Hacking Cancer’s Survival Code

Cancer’s defining trait is its relentless ability to survive — even against attacks from the immune system and harsh medical treatments. 

Northwestern biomedical engineers have developed a first-of-its-kind strategy that prevents cancer cells from evolving to resist therapies. The approach nearly wiped out cancer in lab-grown cells and significantly enhanced chemotherapy’s effectiveness in a mouse model of cancer.  

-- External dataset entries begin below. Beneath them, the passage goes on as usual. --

use crate::config::DashboardConfig;
use crate::data::model::{ColumnKind, Dataset};
use crate::data::normalize::time_column;
use crate::data::pivot::PivotTable;
use crate::data::stats::{self, complete_rows, group_sums, histogram, linear_fit};

use super::artifact::{Axes, CategoryPoints, ChartArtifact, JointMain, XAxis};
use super::geometry::{jitter, pie_wedges};
use super::{ChartError, require, require_that};

/// One bar per row, labelled with the product name.
pub fn units_per_product(ds: &Dataset, _cfg: &DashboardConfig) -> Result<ChartArtifact, ChartError> {
    require(ds, &["product_name", "units_sold"])?;
    let labels = ds.labels("product_name")?;
    let units = ds.numeric_values("units_sold")?;
    if units.iter().all(Option::is_none) {
        return Err(ChartError::NoData("units_sold".into()));
    }
    let names = labels
        .into_iter()
        .map(|l| l.unwrap_or_else(|| "NaN".to_string()))
        .collect();
    Ok(ChartArtifact::Bars {
        axes: Axes::categorical("Product", "Units Sold", names),
        values: units.into_iter().map(|v| v.unwrap_or(0.0)).collect(),
    })
}

/// Units against the first `*date` column, nulls dropped, sorted by time.
pub fn units_over_time(ds: &Dataset, _cfg: &DashboardConfig) -> Result<ChartArtifact, ChartError> {
    let date_col = time_column(ds.column_names());
    let Some(date_col) = date_col.filter(|_| ds.has_column("units_sold")) else {
        return Err(ChartError::MissingColumns(
            "Need a date column and 'units_sold'".into(),
        ));
    };
    let time_is_date = ds
        .column(date_col)
        .is_some_and(|c| c.kind == ColumnKind::DateTime);
    let x = ds.axis_values(date_col)?;
    let y = ds.numeric_values("units_sold")?;
    let mut points: Vec<[f64; 2]> = complete_rows(&[&x[..], &y[..]])
        .into_iter()
        .map(|r| [r[0], r[1]])
        .collect();
    if points.is_empty() {
        return Err(ChartError::NoData(format!("{date_col} and units_sold")));
    }
    points.sort_by(|a, b| a[0].total_cmp(&b[0]));
    Ok(ChartArtifact::Line {
        axes: Axes {
            x_label: date_col.to_string(),
            y_label: "Units Sold".into(),
            x_axis: if time_is_date { XAxis::Time } else { XAxis::Numeric },
        },
        points,
    })
}

/// Category totals, largest first.
pub fn units_by_category_pie(
    ds: &Dataset,
    _cfg: &DashboardConfig,
) -> Result<ChartArtifact, ChartError> {
    require(ds, &["category", "units_sold"])?;
    let sums = group_sums(&ds.keys("category")?, &ds.numeric_values("units_sold")?);
    if sums.is_empty() {
        return Err(ChartError::NoData("category and units_sold".into()));
    }
    let mut slices: Vec<(String, f64)> = sums.into_iter().map(|(k, v)| (k.to_string(), v)).collect();
    slices.sort_by(|a, b| b.1.total_cmp(&a.1));
    let wedges = pie_wedges(&slices, 90.0).ok_or_else(|| {
        ChartError::Invalid("wedge sizes must be non-negative with a positive total".into())
    })?;
    Ok(ChartArtifact::Pie { wedges })
}

pub fn units_histogram(ds: &Dataset, cfg: &DashboardConfig) -> Result<ChartArtifact, ChartError> {
    require(ds, &["units_sold"])?;
    let values = stats::finite(&ds.numeric_values("units_sold")?);
    if values.is_empty() {
        return Err(ChartError::NoData("units_sold".into()));
    }
    Ok(ChartArtifact::Histogram {
        axes: Axes::numeric("Units Sold", "Count"),
        bins: histogram(&values, cfg.histogram_bins),
    })
}

/// Product × category pivot drawn as stacked bars.
pub fn stacked_product_category(
    ds: &Dataset,
    _cfg: &DashboardConfig,
) -> Result<ChartArtifact, ChartError> {
    require(ds, &["product_name", "category", "units_sold"])?;
    let pivot = PivotTable::build(ds, "product_name", "category", "units_sold")?;
    if pivot.is_empty() {
        return Err(ChartError::NoData("product_name, category and units_sold".into()));
    }
    let series = pivot
        .column_labels
        .iter()
        .enumerate()
        .map(|(c, label)| (label.clone(), pivot.cells.iter().map(|row| row[c]).collect()))
        .collect();
    Ok(ChartArtifact::StackedBars {
        axes: Axes::categorical("Product", "Units Sold", pivot.row_labels.clone()),
        legend_title: "Category".into(),
        series,
    })
}

pub fn strip_by_category(ds: &Dataset, cfg: &DashboardConfig) -> Result<ChartArtifact, ChartError> {
    category_strip(ds, cfg)
}

/// Jittered units per category, categories in order of first appearance.
pub(super) fn category_strip(
    ds: &Dataset,
    cfg: &DashboardConfig,
) -> Result<ChartArtifact, ChartError> {
    require(ds, &["category", "units_sold"])?;
    let groups = stats::group_values(&ds.labels("category")?, &ds.numeric_values("units_sold")?);
    if groups.is_empty() {
        return Err(ChartError::NoData("category and units_sold".into()));
    }
    let mut points = Vec::new();
    let mut seed = 0;
    for (idx, (_, values)) in groups.iter().enumerate() {
        for &v in values {
            points.push((idx, [idx as f64 + jitter(seed, cfg.strip_jitter), v]));
            seed += 1;
        }
    }
    Ok(ChartArtifact::Strip(CategoryPoints {
        axes: Axes::categorical(
            "category",
            "units_sold",
            groups.into_iter().map(|(label, _)| label).collect(),
        ),
        points,
    }))
}

/// Scatter with a least-squares line and marginal histograms.
pub fn joint_regression(ds: &Dataset, cfg: &DashboardConfig) -> Result<ChartArtifact, ChartError> {
    require_that(
        ds.has_columns(&["sale_date_num", "units_sold"]),
        "Need 'sale_date_num' & 'units_sold' for jointplot",
    )?;
    let points = joint_points(ds)?;
    let fit = linear_fit(&points).map(|(slope, intercept)| {
        let (lo, hi) = stats::min_max(&points.iter().map(|p| p[0]).collect::<Vec<_>>())
            .unwrap_or((0.0, 0.0));
        [[lo, slope * lo + intercept], [hi, slope * hi + intercept]]
    });
    let main = JointMain::Regression {
        points: points.clone(),
        fit,
    };
    Ok(joint_artifact(&points, main, cfg))
}

/// Complete `(sale_date_num, units_sold)` pairs.
pub(super) fn joint_points(ds: &Dataset) -> Result<Vec<[f64; 2]>, ChartError> {
    let x = ds.numeric_values("sale_date_num")?;
    let y = ds.numeric_values("units_sold")?;
    let points: Vec<[f64; 2]> = complete_rows(&[&x[..], &y[..]])
        .into_iter()
        .map(|r| [r[0], r[1]])
        .collect();
    if points.is_empty() {
        return Err(ChartError::NoData("sale_date_num and units_sold".into()));
    }
    Ok(points)
}

/// Wrap a main panel with marginal histograms of `points`.
pub(super) fn joint_artifact(
    points: &[[f64; 2]],
    main: JointMain,
    cfg: &DashboardConfig,
) -> ChartArtifact {
    let xs: Vec<f64> = points.iter().map(|p| p[0]).collect();
    let ys: Vec<f64> = points.iter().map(|p| p[1]).collect();
    ChartArtifact::Joint {
        axes: Axes::numeric("sale_date_num", "units_sold"),
        main,
        top: histogram(&xs, cfg.joint_bins),
        right: histogram(&ys, cfg.joint_bins),
    }
}

#[cfg(test)]
mod tests {
    use super::*;
    use crate::charts::test_support::{from_csv, sales};

    fn cfg() -> DashboardConfig {
        DashboardConfig::default()
    }

    #[test]
    fn bar_has_one_bar_per_row() {
        let ChartArtifact::Bars { axes, values } = units_per_product(&sales(), &cfg()).unwrap() else {
            panic!("expected bars");
        };
        assert_eq!(values.len(), 8);
        assert_eq!(values[0], 10.0);
        let XAxis::Categories(labels) = axes.x_axis else {
            panic!("expected categories");
        };
        assert_eq!(labels[1], "Gadget");
    }

    #[test]
    fn line_is_sorted_by_date() {
        let ChartArtifact::Line { axes, points } = units_over_time(&sales(), &cfg()).unwrap() else {
            panic!("expected line");
        };
        assert_eq!(axes.x_label, "sale_date");
        assert_eq!(axes.x_axis, XAxis::Time);
        assert!(points.windows(2).all(|w| w[0][0] <= w[1][0]));
        // 2024-01-01 sold 4
        assert_eq!(points[0][1], 4.0);
    }

    #[test]
    fn line_needs_a_column_ending_in_date() {
        let ds = from_csv("sale_day,units_sold\n2024-01-01,3\n");
        let err = units_over_time(&ds, &cfg()).unwrap_err();
        assert!(matches!(err, ChartError::MissingColumns(_)));
    }

    #[test]
    fn pie_slices_descend() {
        let ChartArtifact::Pie { wedges } = units_by_category_pie(&sales(), &cfg()).unwrap() else {
            panic!("expected pie");
        };
        let labels: Vec<&str> = wedges.iter().map(|w| w.label.as_str()).collect();
        assert_eq!(labels, vec!["Tools", "Garden", "Toys"]);
        assert_eq!(wedges[0].value, 34.0);
        let total: f64 = wedges.iter().map(|w| w.fraction).sum();
        assert!((total - 1.0).abs() < 1e-12);
    }

    #[test]
    fn pie_rejects_negative_totals() {
        let ds = from_csv("category,units_sold\nA,5\nB,-3\n");
        let err = units_by_category_pie(&ds, &cfg()).unwrap_err();
        assert!(matches!(err, ChartError::Invalid(_)));
    }

    #[test]
    fn histogram_uses_configured_bins() {
        let mut c = cfg();
        c.histogram_bins = 5;
        let ChartArtifact::Histogram { bins, .. } = units_histogram(&sales(), &c).unwrap() else {
            panic!("expected histogram");
        };
        assert_eq!(bins.len(), 5);
        assert_eq!(bins.iter().map(|b| b.count).sum::<usize>(), 8);
    }

    #[test]
    fn stacked_series_follow_sorted_categories() {
        let ChartArtifact::StackedBars { axes, series, .. } =
            stacked_product_category(&sales(), &cfg()).unwrap()
        else {
            panic!("expected stacked bars");
        };
        let names: Vec<&str> = series.iter().map(|(n, _)| n.as_str()).collect();
        assert_eq!(names, vec!["Garden", "Tools", "Toys"]);
        assert_eq!(
            axes.x_axis,
            XAxis::Categories(vec!["Gadget".into(), "Gizmo".into(), "Widget".into()])
        );
        // Widget / Tools = 10 + 7
        assert_eq!(series[1].1[2], 17.0);
    }

    #[test]
    fn strip_points_stay_near_their_category() {
        let ChartArtifact::Strip(strip) = strip_by_category(&sales(), &cfg()).unwrap() else {
            panic!("expected strip");
        };
        assert_eq!(strip.points.len(), 8);
        for (idx, [x, _]) in &strip.points {
            assert!((x - *idx as f64).abs() <= 0.1 + 1e-12);
        }
    }

    #[test]
    fn joint_regression_fits_a_line() {
        let ChartArtifact::Joint { main, top, right, .. } =
            joint_regression(&sales(), &cfg()).unwrap()
        else {
            panic!("expected joint");
        };
        let JointMain::Regression { points, fit } = main else {
            panic!("expected regression panel");
        };
        assert_eq!(points.len(), 8);
        assert!(fit.is_some());
        assert_eq!(top.iter().map(|b| b.count).sum::<usize>(), 8);
        assert_eq!(right.iter().map(|b| b.count).sum::<usize>(), 8);
    }

    #[test]
    fn joint_skips_without_sale_date_num() {
        let ds = from_csv("units_sold\n1\n");
        assert!(matches!(
            joint_regression(&ds, &cfg()),
            Err(ChartError::MissingColumns(_))
        ));
    }
}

“Cancer cells are great adapters,” says Vadim Backman, the Sachs Family Professor of Biomedical Engineering and Medicine at the McCormick School of Engineering, where he directs the Center for Physical Genomics and Engineering. “They can adapt to almost anything that’s thrown at them, [including] chemotherapy immunotherapy and radiation. When they resist these treatments, they live longer and acquire mutations.  

“We did not set out to directly kill cancer cells. We wanted to take away their superpower — their inherent ability to adapt, to change and to evade.”  

Backman’s team previously discovered that cancer’s ability to adapt depends on how chromatin — a collection of molecules including DNA, RNA and proteins — is organized within a cell’s nucleus.  

Chromatin self-organizes into “packing domains” — distinct, compact regions of molecular structures that play a crucial role in regulating gene expression. The three-dimensional architecture of chromatin packing allows cells to physically encode memories of gene transcription patterns. A cell’s transcriptional memory dictates how the cell functions, and problems with transcriptional memory can lead to diseases and might even drive aging.  

When chromatin packing is disordered, a cell demonstrates an increased ability to adapt in order to resist treatments.  

“Many impactful diseases of the 21st century are, to a large extent, related to cell memory — cells forget what they should be doing,” Backman says. “Cells maintain memory for a long time, but they can also develop spurious memories or lose memories. Cancer cells take that to the extreme. I think what we have found here is the source code of cell memory.”  

The team built a physics-based computational model that analyzes chromatin organization to predict whether cancer cells will survive chemotherapy treatment. When tested across multiple cancers and drug classes, the model accurately forecast cell survival before treatment began.

Next, Backman and his team sought to change the organization of chromatin to explore how it might affect cancer’s survival. They screened various existing drugs for candidates that could reshape chromatin inside the nucleus. Ultimately, they selected celecoxib, an FDA-approved anti-inflammatory drug that happens to alter chromatin as a side effect.  

Backman’s team tested celecoxib’s effectiveness by combining it with a common chemotherapy drug in a mouse model of ovarian cancer. The combined treatment reduced the cancer cells’ adaptation rates and inhibited tumor growth — outperforming the chemotherapy drug by itself.  

By making chemotherapy more effective, the strategy could enable physicians to prescribe treatments that include lower doses of chemotherapy for patients.  

“Chemotherapy can be so hard on the body,” says Backman, who is also professor of medicine and biochemistry and molecular genetics at the Feinberg School of Medicine. “A lot of patients, quite understandably, sometimes choose to forego chemotherapy. They don’t want to suffer in order to live a few months longer. Maybe reducing that suffering would change the equation.”  

Backman says celecoxib and similar drugs could become a new class of compounds that can prevent cancer cells’ adaptive abilities. He says modulating chromatin organization might be the key to treating various complex diseases, including neurodegenerative diseases, heart disease and more.